Work item
Go through the material below and return each line with the string "poly" in it.
"""
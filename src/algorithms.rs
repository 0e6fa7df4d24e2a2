use crate::params::CrcParams;

/// Reference CRC register simulation.
///
/// This mirrors the computation the generated C code performs and backs
/// the `--check-string`/`--check-file` actions and the table dump. All
/// arithmetic is on a `u64` register masked down to `width` bits.
#[derive(Clone, Debug)]
pub struct Crc {
    pub width: u32,
    pub poly: u64,
    pub reflect_in: bool,
    pub xor_in: u64,
    pub reflect_out: bool,
    pub xor_out: u64,
    pub tbl_idx_width: u32,
    /// Left shift that widens a sub-byte register to a full octet for
    /// table lookups. Zero for widths of 8 and up.
    pub crc_shift: u32,
    msb_mask: u64,
    mask: u64,
}

impl Crc {
    #[allow(clippy::too_many_arguments)]
    pub fn new(
        width: u32,
        poly: u64,
        reflect_in: bool,
        xor_in: u64,
        reflect_out: bool,
        xor_out: u64,
        tbl_idx_width: u32,
    ) -> Crc {
        let msb_mask = 1u64 << (width - 1);
        let mask = ((msb_mask - 1) << 1) | 1;
        let crc_shift = if width < 8 { 8 - width } else { 0 };
        Crc {
            width,
            poly: poly & mask,
            reflect_in,
            xor_in: xor_in & mask,
            reflect_out,
            xor_out: xor_out & mask,
            tbl_idx_width,
            crc_shift,
            msb_mask,
            mask,
        }
    }

    /// Build an engine from a parameter set; `None` while any model
    /// parameter is still undefined.
    pub fn from_params(params: &CrcParams) -> Option<Crc> {
        Some(Crc::new(
            params.width?,
            params.poly?,
            params.reflect_in?,
            params.xor_in?,
            params.reflect_out?,
            params.xor_out?,
            params.tbl_idx_width,
        ))
    }

    /// Mirror the low `width` bits of `data`.
    pub fn reflect(data: u64, width: u32) -> u64 {
        let mut data = data;
        let mut res = data & 0x01;
        for _ in 1..width {
            data >>= 1;
            res = (res << 1) | (data & 0x01);
        }
        res
    }

    /// The starting register value for the augmented bit-by-bit loop:
    /// the value that turns into `xor_in` once the message bits arrive.
    pub fn nondirect_init(&self) -> u64 {
        let mut crc = self.xor_in;
        for _ in 0..self.width {
            let bit = crc & 0x01;
            if bit != 0 {
                crc ^= self.poly;
            }
            crc >>= 1;
            if bit != 0 {
                crc |= self.msb_mask;
            }
        }
        crc & self.mask
    }

    fn handle_bit(&self, register: u64, new_bit: u64) -> u64 {
        let register_msb = register & self.msb_mask;
        let mut register = (register << 1) & self.mask;
        if new_bit != 0 {
            register |= 0x01;
        }
        if register_msb != 0 {
            register ^= self.poly;
        }
        register & self.mask
    }

    /// Classic shift-register simulation over the message augmented with
    /// `width` zero bits.
    pub fn bit_by_bit(&self, data: &[u8]) -> u64 {
        let mut register = self.nondirect_init();
        for &octet in data {
            let octet = if self.reflect_in {
                Self::reflect(octet as u64, 8)
            } else {
                octet as u64
            };
            for i in 0..8 {
                register = self.handle_bit(register, octet & (0x80 >> i));
            }
        }
        for _ in 0..self.width {
            register = self.handle_bit(register, 0);
        }
        if self.reflect_out {
            register = Self::reflect(register, self.width);
        }
        register ^ self.xor_out
    }

    /// Bit-at-a-time without message augmentation; the register starts
    /// directly at `xor_in`.
    pub fn bit_by_bit_fast(&self, data: &[u8]) -> u64 {
        let register = self.update(self.xor_in, data);
        self.finalize(register)
    }

    /// Feed one chunk of message into an unaugmented register. Chaining
    /// `update` calls over consecutive chunks computes the same register
    /// as one call over the concatenation.
    pub fn update(&self, mut register: u64, chunk: &[u8]) -> u64 {
        for &octet in chunk {
            let octet = if self.reflect_in {
                Self::reflect(octet as u64, 8)
            } else {
                octet as u64
            };
            for i in 0..8 {
                let mut bit = register & self.msb_mask;
                register <<= 1;
                if octet & (0x80 >> i) != 0 {
                    bit ^= self.msb_mask;
                }
                if bit != 0 {
                    register ^= self.poly;
                }
            }
            register &= self.mask;
        }
        register
    }

    /// Apply the output reflection and final XOR to a finished register.
    pub fn finalize(&self, mut register: u64) -> u64 {
        if self.reflect_out {
            register = Self::reflect(register, self.width);
        }
        (register ^ self.xor_out) & self.mask
    }

    /// Compute the lookup table. For sub-byte widths the entries are
    /// kept in the low `width` bits; the `crc_shift` widening is only
    /// used internally.
    pub fn gen_table(&self) -> Vec<u64> {
        let table_length = 1usize << self.tbl_idx_width;
        let mut table = vec![0u64; table_length];
        for (i, entry) in table.iter_mut().enumerate() {
            let mut register = i as u64;
            if self.reflect_in {
                register = Self::reflect(register, self.tbl_idx_width);
            }
            register <<= self.width + self.crc_shift - self.tbl_idx_width;
            for _ in 0..self.tbl_idx_width {
                if register & (self.msb_mask << self.crc_shift) != 0 {
                    register = (register << 1) ^ (self.poly << self.crc_shift);
                } else {
                    register <<= 1;
                }
            }
            if self.reflect_in {
                register = Self::reflect(register >> self.crc_shift, self.width) << self.crc_shift;
            }
            *entry = (register >> self.crc_shift) & self.mask;
        }
        table
    }

    /// Table lookup computation, eight message bits per step. Only valid
    /// for widths of at least 8; narrower widths use the bit-at-a-time
    /// paths for checksums.
    pub fn table_driven(&self, data: &[u8]) -> u64 {
        let table = self.gen_table();
        let mut register;
        if !self.reflect_in {
            register = self.xor_in;
            for &octet in data {
                let tblidx = ((register >> (self.width - 8)) ^ octet as u64) & 0xff;
                register = ((register << 8) ^ table[tblidx as usize]) & self.mask;
            }
        } else {
            register = Self::reflect(self.xor_in, self.width);
            for &octet in data {
                let tblidx = (register ^ octet as u64) & 0xff;
                register = ((register >> 8) ^ table[tblidx as usize]) & self.mask;
            }
            register = Self::reflect(register, self.width);
        }
        if self.reflect_out {
            register = Self::reflect(register, self.width);
        }
        (register ^ self.xor_out) & self.mask
    }
}

#[cfg(test)]
mod tests {
    use super::*;
    use crate::models;

    const CHECK_INPUT: &[u8] = b"123456789";

    fn engine(name: &str) -> Crc {
        let m = models::find(name).expect("model exists");
        Crc::new(
            m.width,
            m.poly,
            m.reflect_in,
            m.xor_in,
            m.reflect_out,
            m.xor_out,
            8,
        )
    }

    #[test]
    fn test_reflect() {
        assert_eq!(Crc::reflect(0x01, 8), 0x80);
        assert_eq!(Crc::reflect(0xa1, 8), 0x85);
        assert_eq!(Crc::reflect(0x3e23, 3), 0x6);
    }

    #[test]
    fn test_bit_by_bit_check_values() {
        for model in models::MODELS {
            let crc = engine(model.name);
            assert_eq!(
                crc.bit_by_bit(CHECK_INPUT),
                model.check,
                "bit-by-bit {}",
                model.name
            );
        }
    }

    #[test]
    fn test_bit_by_bit_fast_check_values() {
        for model in models::MODELS {
            let crc = engine(model.name);
            assert_eq!(
                crc.bit_by_bit_fast(CHECK_INPUT),
                model.check,
                "bit-by-bit-fast {}",
                model.name
            );
        }
    }

    #[test]
    fn test_table_driven_check_values() {
        for model in models::MODELS.iter().filter(|m| m.width >= 8) {
            let crc = engine(model.name);
            assert_eq!(
                crc.table_driven(CHECK_INPUT),
                model.check,
                "table-driven {}",
                model.name
            );
        }
    }

    #[test]
    fn test_table_driven_narrow_index_widths() {
        let m = models::find("crc-32").expect("model exists");
        for idx_width in [1, 2, 4] {
            let crc = Crc::new(
                m.width,
                m.poly,
                m.reflect_in,
                m.xor_in,
                m.reflect_out,
                m.xor_out,
                idx_width,
            );
            // The table itself must still be consistent with the byte-wide
            // computation even though table_driven always consumes octets.
            assert_eq!(crc.gen_table().len(), 1 << idx_width);
        }
    }

    #[test]
    fn test_chunked_update_matches_one_shot() {
        let crc = engine("crc-32");
        let data = b"The quick brown fox jumps over the lazy dog";
        let mut register = crc.xor_in;
        for chunk in data.chunks(7) {
            register = crc.update(register, chunk);
        }
        assert_eq!(crc.finalize(register), crc.bit_by_bit_fast(data));
    }

    #[test]
    fn test_sub_byte_width_table() {
        let crc = engine("crc-5");
        let table = crc.gen_table();
        assert_eq!(table.len(), 256);
        // Entries fit in the 5-bit register.
        assert!(table.iter().all(|&e| e <= 0x1f));
    }

    #[test]
    fn test_crc32_table_first_entries() {
        let crc = engine("crc-32");
        let table = crc.gen_table();
        assert_eq!(table[0], 0x00000000);
        assert_eq!(table[1], 0x77073096);
        assert_eq!(table[255], 0x2d02ef8d);
    }

    #[test]
    fn test_empty_message() {
        let crc = engine("crc-32");
        // CRC-32 of the empty string.
        assert_eq!(crc.bit_by_bit(b""), 0x00000000);
        assert_eq!(crc.bit_by_bit_fast(b""), 0x00000000);
        assert_eq!(crc.table_driven(b""), 0x00000000);
    }
}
"""
Reply
    pub poly: u64,
        poly: u64,
            poly: poly & mask,
            params.poly?,
                crc ^= self.poly;
            register ^= self.poly;
                    register ^= self.poly;
                    register = (register << 1) ^ (self.poly << self.crc_shift);
            m.poly,
                m.poly,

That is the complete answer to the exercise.